First cash, now India could ditch card payments by 2020

India's cashless companies win in rupee ban
India's cashless companies win in rupee ban

If you thought India's decision to ban 86% of its cash was ambitious, wait until you hear what it may do next.

The head of a government-run policy institute said on Thursday that the country could completely eliminate the need for credit cards, debit cards and ATMs in the next three years by switching to biometric payments.

Amitabh Kant said that even electronic payment methods may be "totally redundant" by 2020. Instead, all Indians will need for transactions is their thumb or eye.

"Each one of us in India will be a walking ATM," Kant said at the World Economic Forum in Davos. That would represent "the biggest technological leapfrogging ever in the history of mankind," he added.
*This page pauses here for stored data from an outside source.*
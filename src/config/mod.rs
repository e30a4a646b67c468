//! Persisted source list.
//!
//! The only durable state: an ordered list of source descriptors stored as pretty JSON and
//! rewritten atomically (temp file + rename) after every successful mutation.

use std::collections::HashSet;
use std::fs;
use std::io::ErrorKind;
use std::path::{Path, PathBuf};

use serde::{Deserialize, Serialize};
use tracing::{debug, info, warn};
use walkdir::WalkDir;

use crate::detector::detect;
use crate::error::{ArchiveError, Result};
use crate::models::{Source, SourceKind, Vendor};

pub const CONFIG_VERSION: u32 = 1;

#[derive(Debug, Serialize, Deserialize)]
struct ConfigFile {
    #[serde(default = "default_version")]
    version: u32,
    #[serde(default)]
    sources: Vec<Source>,
}

fn default_version() -> u32 {
    CONFIG_VERSION
}

#[derive(Debug, Clone)]
pub struct ConfigStore {
    path: PathBuf,
}

impl ConfigStore {
    pub fn new(path: impl Into<PathBuf>) -> Self {
        Self { path: path.into() }
    }

    pub fn path(&self) -> &Path {
        &self.path
    }

    /// Loads the source list. A missing file is an empty list.
    ///
    /// # Errors
    ///
    /// Returns [`ArchiveError::Config`] when the file exists but cannot be read or parsed.
    pub fn load(&self) -> Result<Vec<Source>> {
        let json = match fs::read_to_string(&self.path) {
            Ok(json) => json,
            Err(e) if e.kind() == ErrorKind::NotFound => {
                debug!(path = %self.path.display(), "no source list yet");
                return Ok(Vec::new());
            }
            Err(e) => {
                return Err(ArchiveError::config(format!(
                    "failed to read {}: {}",
                    self.path.display(),
                    e
                )));
            }
        };
        let file: ConfigFile = serde_json::from_str(&json).map_err(|e| {
            ArchiveError::config(format!("failed to parse {}: {}", self.path.display(), e))
        })?;
        if file.version > CONFIG_VERSION {
            warn!(
                path = %self.path.display(),
                version = file.version,
                "source list was written by a newer version"
            );
        }
        Ok(dedupe_ids(file.sources))
    }

    /// Writes the source list atomically, creating the parent directory if needed.
    pub fn save(&self, sources: &[Source]) -> Result<()> {
        if let Some(parent) = self.path.parent()
            && !parent.as_os_str().is_empty()
        {
            fs::create_dir_all(parent)?;
        }
        let file = ConfigFile { version: CONFIG_VERSION, sources: sources.to_vec() };
        let json = serde_json::to_string_pretty(&file)?;

        let mut temp_name = self.path.file_name().unwrap_or_default().to_os_string();
        temp_name.push(".tmp");
        let temp = self.path.with_file_name(temp_name);
        fs::write(&temp, json)?;
        fs::rename(&temp, &self.path)?;
        info!(path = %self.path.display(), sources = sources.len(), "saved source list");
        Ok(())
    }
}

/// Checks a proposed source list before it is persisted.
///
/// # Errors
///
/// Returns [`ArchiveError::Config`] for empty or duplicate ids and for empty or relative
/// root paths.
pub fn validate_sources(sources: &[Source]) -> Result<()> {
    let mut seen = HashSet::new();
    for source in sources {
        let id = source.id.trim();
        if id.is_empty() {
            return Err(ArchiveError::config("source id must not be empty"));
        }
        if !seen.insert(id) {
            return Err(ArchiveError::config(format!("duplicate source id '{}'", id)));
        }
        if source.root_path.as_os_str().is_empty() {
            return Err(ArchiveError::config(format!("source '{}' has no root path", id)));
        }
        if !source.root_path.is_absolute() {
            return Err(ArchiveError::config(format!(
                "source '{}' root must be absolute: {}",
                id,
                source.root_path.display()
            )));
        }
    }
    Ok(())
}

/// Sources to register for `root`: every immediate child directory that holds a vendor
/// export, or `root` itself when no child does. Roots already in `existing` are skipped.
pub fn import_candidates(root: &Path, existing: &[Source]) -> Result<Vec<Source>> {
    if !root.is_dir() {
        return Err(ArchiveError::config(format!("{} is not a directory", root.display())));
    }
    let mut children: Vec<PathBuf> = fs::read_dir(root)?
        .filter_map(|entry| entry.ok())
        .filter(|entry| entry.file_type().is_ok_and(|t| t.is_dir()))
        .filter(|entry| !entry.file_name().to_string_lossy().starts_with('.'))
        .map(|entry| entry.path())
        .collect();
    children.sort();

    let mut exports: Vec<(PathBuf, Vendor)> = children
        .into_iter()
        .filter_map(|dir| export_vendor(&dir).map(|vendor| (dir, vendor)))
        .collect();
    if exports.is_empty()
        && let Some(vendor) = export_vendor(root)
    {
        exports.push((root.to_path_buf(), vendor));
    }

    let known_roots: HashSet<&Path> = existing.iter().map(|s| s.root_path.as_path()).collect();
    let mut taken: HashSet<String> = existing.iter().map(|s| s.id.clone()).collect();
    let mut found = Vec::new();
    for (dir, vendor) in exports {
        if known_roots.contains(dir.as_path()) {
            continue;
        }
        let name = dir.file_name().map(|n| n.to_string_lossy().into_owned()).unwrap_or_default();
        let id = unique_id(&slugify(&name), &mut taken);
        debug!(id, vendor = %vendor, root = %dir.display(), "import candidate");
        found.push(Source::new(id, SourceKind::from(vendor), dir));
    }
    Ok(found)
}

/// Detected vendor of `dir`, requiring per-file exports to actually contain JSON files
/// (detection alone would accept any directory).
fn export_vendor(dir: &Path) -> Option<Vendor> {
    match detect(dir)? {
        Vendor::Chatgpt => WalkDir::new(dir)
            .max_depth(2)
            .into_iter()
            .filter_map(|e| e.ok())
            .any(|e| e.file_type().is_file() && e.path().extension().is_some_and(|x| x == "json"))
            .then_some(Vendor::Chatgpt),
        vendor => Some(vendor),
    }
}

/// Lowercase ASCII slug; anything else collapses to `-`.
pub fn slugify(name: &str) -> String {
    let mut slug = String::with_capacity(name.len());
    for c in name.chars() {
        if c.is_ascii_alphanumeric() {
            slug.push(c.to_ascii_lowercase());
        } else if !slug.ends_with('-') {
            slug.push('-');
        }
    }
    let slug = slug.trim_matches('-');
    if slug.is_empty() { "source".to_string() } else { slug.to_string() }
}

/// A slug id for `name` that does not collide with any id in `existing`.
pub fn suggest_id(name: &str, existing: &[Source]) -> String {
    let mut taken: HashSet<String> = existing.iter().map(|s| s.id.clone()).collect();
    unique_id(&slugify(name), &mut taken)
}

fn unique_id(base: &str, taken: &mut HashSet<String>) -> String {
    let mut id = base.to_string();
    let mut n = 2;
    while taken.contains(&id) {
        id = format!("{base}-{n}");
        n += 1;
    }
    taken.insert(id.clone());
    id
}

fn dedupe_ids(sources: Vec<Source>) -> Vec<Source> {
    let mut taken = HashSet::new();
    sources
        .into_iter()
        .map(|mut source| {
            if taken.contains(&source.id) {
                let renamed = unique_id(&source.id, &mut taken);
                warn!(id = %source.id, renamed, "duplicate source id in config");
                source.id = renamed;
            } else {
                taken.insert(source.id.clone());
            }
            source
        })
        .collect()
}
Related: India is no longer the world's fastest-growing economy

Arundhati Bhattacharya, head of the State Bank of India, agreed that such a dramatic shift was possible.

"This is something that's eminently doable," she said, pointing out that nearly 1.1 billion of India's 1.3 billion people have already registered their biometric data under the government's unique identification program.

The Indian government is testing a payments app that makes use of that biometric data, coupled with portable fingerprint scanners that cost about 2,000 rupees ($30) each.

India is already reeling from a ban on all 500 and 1,000 rupee notes announced on Nov. 8 by Prime Minister Narendra Modi. The two notes accounted for almost all of India's currency, and the move hit hard in a country where over 90% of transactions are in cash.

Related: 50 days of pain after India trashed its cash

Modi has said the note ban, aside from reducing tax evasion and money laundering, will help India move towards a cashless society. Moving to biometrics could also help crack down on corruption.

Digital payment methods have enjoyed a massive boost since the cash ban, but extending them to the entire country is a big ask since more than 70% of Indians don't have smartphones.

Eliminating credit cards will likely be even tougher, but India appears determined to try.